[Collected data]
*-*-*
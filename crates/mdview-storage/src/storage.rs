//! Storage trait and error types.
//!
//! Provides the [`Storage`] trait for abstracting document discovery and
//! retrieval, along with [`StorageError`] for unified error handling
//! across backends.

use std::path::{Path, PathBuf};

/// One Markdown file found by a storage scan.
///
/// Contains only the file's location and name; content is read lazily
/// via [`Storage::read`] when a document is rendered.
#[derive(Clone, Debug, PartialEq, Eq)]
pub struct ScannedFile {
    /// File name including extension (e.g., `getting-started.md`).
    pub name: String,
    /// Full path usable with [`Storage::read`].
    pub path: PathBuf,
}

/// Storage error type.
#[derive(Debug, thiserror::Error)]
pub enum StorageError {
    /// The configured source location does not exist or is not a directory.
    #[error("source directory not found: {0}")]
    SourceNotFound(PathBuf),

    /// An underlying I/O operation failed.
    #[error("failed to read {path}: {source}")]
    Io {
        /// Path the operation was performed on.
        path: PathBuf,
        /// Underlying I/O error.
        source: std::io::Error,
    },
}

impl StorageError {
    /// Wrap an I/O error with path context.
    #[must_use]
    pub fn io(source: std::io::Error, path: impl Into<PathBuf>) -> Self {
        Self::Io {
            path: path.into(),
            source,
        }
    }
}

/// Storage abstraction for document discovery and retrieval.
///
/// Implementations are read-only: a scan reflects the state of the
/// source location at call time, and nothing here watches for changes.
/// Consumers that want fresh results scan again.
pub trait Storage: Send + Sync {
    /// Scan the source location and return all Markdown files.
    ///
    /// The returned order is the backend's discovery order and must be
    /// stable across calls for an unchanged source location.
    ///
    /// # Errors
    ///
    /// Returns [`StorageError`] if the source location is missing or
    /// cannot be listed.
    fn scan(&self) -> Result<Vec<ScannedFile>, StorageError>;

    /// Read the full raw text of one file.
    ///
    /// # Errors
    ///
    /// Returns [`StorageError`] if the file does not exist or cannot
    /// be read.
    fn read(&self, path: &Path) -> Result<String, StorageError>;

    /// Check whether a file exists.
    ///
    /// Returns `false` on errors (treats errors as "doesn't exist").
    fn exists(&self, path: &Path) -> bool;
}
*-*-*
[Work required] Set out the records again, exactly as they appear above.

[Output of the exercise]
filename crates/mdview-storage/src/storage.rs
//! Storage trait and error types.
//!
//! Provides the [`Storage`] trait for abstracting document discovery and
//! retrieval, along with [`StorageError`] for unified error handling
//! across backends.

use std::path::{Path, PathBuf};

/// One Markdown file found by a storage scan.
///
/// Contains only the file's location and name; content is read lazily
/// via [`Storage::read`] when a document is rendered.
#[derive(Clone, Debug, PartialEq, Eq)]
pub struct ScannedFile {
    /// File name including extension (e.g., `getting-started.md`).
    pub name: String,
    /// Full path usable with [`Storage::read`].
    pub path: PathBuf,
}

/// Storage error type.
#[derive(Debug, thiserror::Error)]
pub enum StorageError {
    /// The configured source location does not exist or is not a directory.
    #[error("source directory not found: {0}")]
    SourceNotFound(PathBuf),

    /// An underlying I/O operation failed.
    #[error("failed to read {path}: {source}")]
    Io {
        /// Path the operation was performed on.
        path: PathBuf,
        /// Underlying I/O error.
        source: std::io::Error,
    },
}

impl StorageError {
    /// Wrap an I/O error with path context.
    #[must_use]
    pub fn io(source: std::io::Error, path: impl Into<PathBuf>) -> Self {
        Self::Io {
            path: path.into(),
            source,
        }
    }
}

/// Storage abstraction for document discovery and retrieval.
///
/// Implementations are read-only: a scan reflects the state of the
/// source location at call time, and nothing here watches for changes.
/// Consumers that want fresh results scan again.
pub trait Storage: Send + Sync {
    /// Scan the source location and return all Markdown files.
    ///
    /// The returned order is the backend's discovery order and must be
    /// stable across calls for an unchanged source location.
    ///
    /// # Errors
    ///
    /// Returns [`StorageError`] if the source location is missing or
    /// cannot be listed.
    fn scan(&self) -> Result<Vec<ScannedFile>, StorageError>;

    /// Read the full raw text of one file.
    ///
    /// # Errors
    ///
    /// Returns [`StorageError`] if the file does not exist or cannot
    /// be read.
    fn read(&self, path: &Path) -> Result<String, StorageError>;

    /// Check whether a file exists.
    ///
    /// Returns `false` on errors (treats errors as "doesn't exist").
    fn exists(&self, path: &Path) -> bool;
}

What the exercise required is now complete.